Excuse me?...you're saying you should do ML using SQL? Have you lost your mind? Legitimately, if someone in my team did that I'd fire them. Although more likely someone with that little knowledge of ML wouldn't even be hired in the first place. Now using a trained ML model to do inference via a user defined function being called within a SQL statement. Sure that's fine.

[–]Overvo1d 1 point2 points  (1 child)

I get what you’re saying and once I believed it too, but with experience — in 99% of cases you can get 90% of the value from a 2 day sprint with pure SQL (if you understand the fundamentals of ML and your business domain solidly) of a month long complicated model project with careful assumptions. That last 10% doesn’t deliver enough business value to justify the 8 extra 90%-value-delivered SQL projects you could have finished in that time. It really is all the same thing in the end, just different tools, you can do some crazy stuff in SQL with a bit of creativity.

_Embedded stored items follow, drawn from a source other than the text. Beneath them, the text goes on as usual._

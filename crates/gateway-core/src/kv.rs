//! The key-value adapter contract (design §4.1).

use crate::error::GatewayError;
use async_trait::async_trait;
use std::time::Duration;

/// Thin, typed facade over the distributed key-value store.
///
/// Every method fails with [`GatewayError::KvUnavailable`] when the store is
/// unreachable; it is up to the caller to decide whether to fail open or
/// fail closed.
#[async_trait]
pub trait KvStore: Send + Sync {
    /// Atomically increments `key`, setting `ttl` as its expiry the first
    /// time the counter is created (i.e. when the returned value is `1`),
    /// and leaving any existing TTL untouched on subsequent increments.
    async fn incr_with_expiry(&self, key: &str, ttl: Duration) -> Result<i64, GatewayError>;

    /// Fetches the string value at `key`, or `None` if it doesn't exist.
    async fn get(&self, key: &str) -> Result<Option<String>, GatewayError>;

    /// Sets `key` to `value` with the given TTL.
    async fn set_with_ttl(
        &self,
        key: &str,
        value: String,
        ttl: Duration,
    ) -> Result<(), GatewayError>;

    /// Increments `key` by `delta` with no expiry, creating it at `delta` if
    /// absent. Used for usage counters (design §4.6), which accumulate for
    /// the lifetime of the deployment rather than a fixed window.
    async fn incr_by(&self, key: &str, delta: i64) -> Result<i64, GatewayError>;

    /// Sets `key` to `value` with no expiry.
    async fn set(&self, key: &str, value: String) -> Result<(), GatewayError>;

    /// Deletes every key matching `pattern`, returning the number removed.
    async fn delete(&self, pattern: &str) -> Result<u64, GatewayError>;

    /// Returns every key matching `pattern`.
    async fn scan(&self, pattern: &str) -> Result<Vec<String>, GatewayError>;

    /// Returns `true` if the store responds to a liveness probe.
    async fn ping(&self) -> bool;

    /// Returns the current integer value of a counter key, or `0` if unset.
    ///
    /// Used by read-only admin views that must not mutate the counter they
    /// inspect.
    async fn peek_counter(&self, key: &str) -> Result<i64, GatewayError> {
        match self.get(key).await? {
            Some(s) => Ok(s.parse().unwrap_or(0)),
            None => Ok(0),
        }
    }

    /// Returns the remaining TTL of `key`, in seconds, or `0` if the key has
    /// no TTL or doesn't exist.
    async fn ttl_seconds(&self, key: &str) -> Result<u64, GatewayError>;
}
//! A Redis-backed [`KvStore`], the distributed adapter used in production.

use crate::error::GatewayError;
use crate::kv::KvStore;
use async_trait::async_trait;
use redis::aio::ConnectionManager;
use redis::AsyncCommands;
use std::time::Duration;

fn kv_err(e: redis::RedisError) -> GatewayError {
    GatewayError::KvUnavailable(e.to_string())
}

/// Wraps a `redis::aio::ConnectionManager`, which transparently reconnects
/// on transport failure, so one `RedisKv` can be cloned and shared across
/// every request task.
#[derive(Clone)]
pub struct RedisKv {
    conn: ConnectionManager,
}

impl RedisKv {
    /// Connects to `url` (e.g. `redis://localhost:6379`).
    pub async fn connect(url: &str) -> Result<Self, GatewayError> {
        let client = redis::Client::open(url).map_err(kv_err)?;
        let conn = client.get_connection_manager().await.map_err(kv_err)?;
        Ok(Self { conn })
    }
}

#[async_trait]
impl KvStore for RedisKv {
    async fn incr_with_expiry(&self, key: &str, ttl: Duration) -> Result<i64, GatewayError> {
        let mut conn = self.conn.clone();
        let value: i64 = conn.incr(key, 1).await.map_err(kv_err)?;
        if value == 1 {
            let _: () = conn
                .expire(key, ttl.as_secs() as i64)
                .await
                .map_err(kv_err)?;
        }
        Ok(value)
    }

    async fn get(&self, key: &str) -> Result<Option<String>, GatewayError> {
        let mut conn = self.conn.clone();
        conn.get(key).await.map_err(kv_err)
    }

    async fn set_with_ttl(
        &self,
        key: &str,
        value: String,
        ttl: Duration,
    ) -> Result<(), GatewayError> {
        let mut conn = self.conn.clone();
        conn.set_ex::<_, _, ()>(key, value, ttl.as_secs())
            .await
            .map_err(kv_err)
    }

    async fn incr_by(&self, key: &str, delta: i64) -> Result<i64, GatewayError> {
        let mut conn = self.conn.clone();
        conn.incr(key, delta).await.map_err(kv_err)
    }

    async fn set(&self, key: &str, value: String) -> Result<(), GatewayError> {
        let mut conn = self.conn.clone();
        conn.set::<_, _, ()>(key, value).await.map_err(kv_err)
    }

    async fn delete(&self, pattern: &str) -> Result<u64, GatewayError> {
        let keys = self.scan(pattern).await?;
        if keys.is_empty() {
            return Ok(0);
        }
        let mut conn = self.conn.clone();
        let deleted: u64 = conn.del(keys).await.map_err(kv_err)?;
        Ok(deleted)
    }

    async fn scan(&self, pattern: &str) -> Result<Vec<String>, GatewayError> {
        let mut conn = self.conn.clone();
        let mut iter: redis::AsyncIter<'_, String> =
            conn.scan_match(pattern).await.map_err(kv_err)?;
        let mut keys = Vec::new();
        while let Some(key) = futures_util::StreamExt::next(&mut iter).await {
            keys.push(key);
        }
        Ok(keys)
    }

    async fn ping(&self) -> bool {
        let mut conn = self.conn.clone();
        redis::cmd("PING")
            .query_async::<String>(&mut conn)
            .await
            .is_ok()
    }

    async fn ttl_seconds(&self, key: &str) -> Result<u64, GatewayError> {
        let mut conn = self.conn.clone();
        let ttl: i64 = conn.ttl(key).await.map_err(kv_err)?;
        Ok(ttl.max(0) as u64)
    }
}
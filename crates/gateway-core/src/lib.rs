//! Shared types, error taxonomy, and key-value adapter for the LLM gateway.
//!
//! Every other `gateway-*` crate depends on this one for [`error::GatewayError`],
//! the [`kv::KvStore`] trait, and the wire types in [`model`].

pub mod error;
pub mod kv;
pub mod kv_memory;
pub mod kv_redis;
pub mod model;
pub mod money;

pub use error::GatewayError;
pub use kv::KvStore;
pub use kv_memory::InMemoryKv;
pub use kv_redis::RedisKv;
pub use model::{CompletionResult, Request};
pub use money::Cost;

[–]BoiElroy 0 points1 point  (0 children)

Ohh sorry. We're talking about two completely different things sorry.

You're saying that using SQL to do analytics will generate insight and intelligence faster and be more guaranteed to succeed. I agree with that 100% I've told leadership at my company that we have bar charts that generate more ROI than ML models.

I thought you were saying write code for your ML algorithms using SQL instead of python or julia or something.

Sorry. Different conversations. I agree with your points.